Task:
Your output should be the entries below, from the first line up to and including the line with "type: rectangle", reproduced exactly and with no other lines.
-------
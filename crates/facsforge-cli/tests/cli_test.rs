//! 実際の facsforge プロセスを通したテスト

use std::fs;
use std::path::Path;
use std::process::{Command, Output};

const CONFIG: &str = r#"
metadata:
  experiment_name: cli test
panel:
  FSC-A: {}
  SSC-A: {}
  CD3: {fluor: FITC}
  Time: {ignore: true}
celltypes:
  Lymphocytes:
    gate:
      type: rectangle
      channels: [FSC-A, SSC-A]
      vertices: [[0, 0], [100000, 100000]]
  T cells:
    parent: Lymphocytes
    positive: [CD3]
  B cells:
    parent: Lymphocytes
    negative: [CD19]
celltypes_of_interest: [Lymphocytes, T cells]
"#;

const EVENTS: &str = "\
FSC-A,SSC-A,CD3,Time
10000,10000,50,0
60000,60000,800,1
120000,20000,900,2
80000,80000,700,3
20000,130000,30,4
";

fn facsforge(args: &[&str], cwd: &Path) -> Output {
    Command::new(env!("CARGO_BIN_EXE_facsforge"))
        .args(args)
        .current_dir(cwd)
        .env("RUST_LOG", "info")
        .output()
        .expect("Failed to run facsforge")
}

fn data_lines(path: &Path) -> usize {
    fs::read_to_string(path).unwrap().lines().count() - 1
}

#[test]
fn test_analyze_single_sample() {
    let dir = tempfile::tempdir().unwrap();
    fs::write(dir.path().join("config.yaml"), CONFIG).unwrap();
    fs::write(dir.path().join("s1.csv"), EVENTS).unwrap();

    let out = facsforge(&["analyze", "s1.csv", "--config", "config.yaml", "-o", "out"], dir.path());
    assert!(out.status.success(), "stderr: {}", String::from_utf8_lossy(&out.stderr));

    let outdir = dir.path().join("out");
    assert_eq!(data_lines(&outdir.join("gated_Lymphocytes.csv")), 3);
    assert!(outdir.join("gated_T cells.csv").exists());
    // celltypes_of_interest にないので書き出さない
    assert!(!outdir.join("gated_B cells.csv").exists());

    let header = fs::read_to_string(outdir.join("gated_Lymphocytes.csv")).unwrap();
    assert!(header.starts_with("FSC-A,SSC-A,CD3\n"), "Time must be dropped: {header}");

    let thresholds: serde_json::Value =
        serde_json::from_str(&fs::read_to_string(outdir.join("thresholds.json")).unwrap()).unwrap();
    assert!(thresholds.get("CD3").is_some());
    assert!(thresholds.get("FSC-A").is_none());

    let summary = fs::read_to_string(outdir.join("summary.csv")).unwrap();
    assert!(summary.starts_with("population,parent,events,percent_of_parent,sample_id\n"));
    assert_eq!(summary.lines().count(), 4);

    let stderr = String::from_utf8_lossy(&out.stderr);
    assert!(stderr.contains("CD19"), "missing-threshold warning expected: {stderr}");
}

#[test]
fn test_analyze_multiple_samples_merges() {
    let dir = tempfile::tempdir().unwrap();
    fs::write(dir.path().join("config.yaml"), CONFIG).unwrap();
    fs::write(dir.path().join("a.csv"), EVENTS).unwrap();
    fs::write(dir.path().join("b.csv"), EVENTS).unwrap();

    let out = facsforge(&["analyze", "a.csv", "b.csv", "--config", "config.yaml"], dir.path());
    assert!(out.status.success(), "stderr: {}", String::from_utf8_lossy(&out.stderr));

    let outdir = dir.path().join("analysis_out");
    assert!(outdir.join("a").join("gated_Lymphocytes.csv").exists());
    assert!(outdir.join("b").join("gated_Lymphocytes.csv").exists());

    let merged = fs::read_to_string(outdir.join("merged").join("gated_Lymphocytes.csv")).unwrap();
    assert!(merged.starts_with("FSC-A,SSC-A,CD3,sample_id\n"));
    assert_eq!(merged.lines().count(), 7);
    assert_eq!(merged.lines().filter(|l| l.ends_with(",a")).count(), 3);
    assert_eq!(merged.lines().filter(|l| l.ends_with(",b")).count(), 3);
}

#[test]
fn test_analyze_cycle_fails() {
    let dir = tempfile::tempdir().unwrap();
    fs::write(
        dir.path().join("config.yaml"),
        "celltypes:\n  A: {parent: C}\n  B: {parent: A}\n  C: {parent: B}\n",
    )
    .unwrap();
    fs::write(dir.path().join("s1.csv"), EVENTS).unwrap();

    let out = facsforge(&["analyze", "s1.csv", "--config", "config.yaml"], dir.path());
    assert!(!out.status.success());
    let stderr = String::from_utf8_lossy(&out.stderr);
    assert!(stderr.contains("unresolved: {A, B, C}"), "{stderr}");
}

#[test]
fn test_analyze_duplicate_sample_ids_rejected() {
    let dir = tempfile::tempdir().unwrap();
    fs::write(dir.path().join("config.yaml"), CONFIG).unwrap();
    fs::create_dir(dir.path().join("d1")).unwrap();
    fs::create_dir(dir.path().join("d2")).unwrap();
    fs::write(dir.path().join("d1").join("s.csv"), EVENTS).unwrap();
    fs::write(dir.path().join("d2").join("s.csv"), EVENTS).unwrap();

    let out = facsforge(&["analyze", "d1/s.csv", "d2/s.csv", "--config", "config.yaml"], dir.path());
    assert!(!out.status.success());
    let stderr = String::from_utf8_lossy(&out.stderr);
    assert!(stderr.contains("duplicate sample id 's'"), "{stderr}");
    // どちらのサンプルも書き出す前に止まる
    assert!(!dir.path().join("analysis_out").join("s").exists());
}

#[test]
fn test_analyze_failure_exports_resolved_populations() {
    let dir = tempfile::tempdir().unwrap();
    fs::write(
        dir.path().join("config.yaml"),
        "celltypes:\n  Root: {}\n  A: {parent: C}\n  B: {parent: A}\n  C: {parent: B}\n",
    )
    .unwrap();
    fs::write(dir.path().join("s1.csv"), EVENTS).unwrap();

    let out = facsforge(&["analyze", "s1.csv", "--config", "config.yaml"], dir.path());
    assert!(!out.status.success());
    let stderr = String::from_utf8_lossy(&out.stderr);
    assert!(stderr.contains("unresolved: {A, B, C}"), "{stderr}");

    let outdir = dir.path().join("analysis_out");
    assert_eq!(data_lines(&outdir.join("gated_Root.csv")), 5);
    assert!(!outdir.join("gated_A.csv").exists());
    assert!(!outdir.join("summary.csv").exists());
}

#[test]
fn test_analyze_bad_config_fails() {
    let dir = tempfile::tempdir().unwrap();
    fs::write(dir.path().join("config.yaml"), "celltypes:\n  A: {parent: Missing}\n").unwrap();
    fs::write(dir.path().join("s1.csv"), EVENTS).unwrap();

    let out = facsforge(&["analyze", "s1.csv", "--config", "config.yaml"], dir.path());
    assert!(!out.status.success());
    let stderr = String::from_utf8_lossy(&out.stderr);
    assert!(stderr.contains("Missing"), "{stderr}");
}

#[test]
fn test_generate_config_skeleton() {
    let dir = tempfile::tempdir().unwrap();
    fs::write(dir.path().join("s1.csv"), EVENTS).unwrap();

    let out = facsforge(&["generate-config", "s1.csv", "skeleton.yaml"], dir.path());
    assert!(out.status.success(), "stderr: {}", String::from_utf8_lossy(&out.stderr));

    let yaml: serde_yaml::Value =
        serde_yaml::from_str(&fs::read_to_string(dir.path().join("skeleton.yaml")).unwrap()).unwrap();
    let panel = yaml["panel"].as_mapping().unwrap();
    assert_eq!(panel.len(), 4);
    for (_, info) in panel {
        assert_eq!(info["ignore"].as_bool(), Some(true));
    }
    assert_eq!(yaml["metadata"]["experiment_name"].as_str(), Some("s1"));
}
-------
Written response:
filename crates/facsforge-cli/tests/cli_test.rs
//! 実際の facsforge プロセスを通したテスト

use std::fs;
use std::path::Path;
use std::process::{Command, Output};

const CONFIG: &str = r#"
metadata:
  experiment_name: cli test
panel:
  FSC-A: {}
  SSC-A: {}
  CD3: {fluor: FITC}
  Time: {ignore: true}
celltypes:
  Lymphocytes:
    gate:
      type: rectangle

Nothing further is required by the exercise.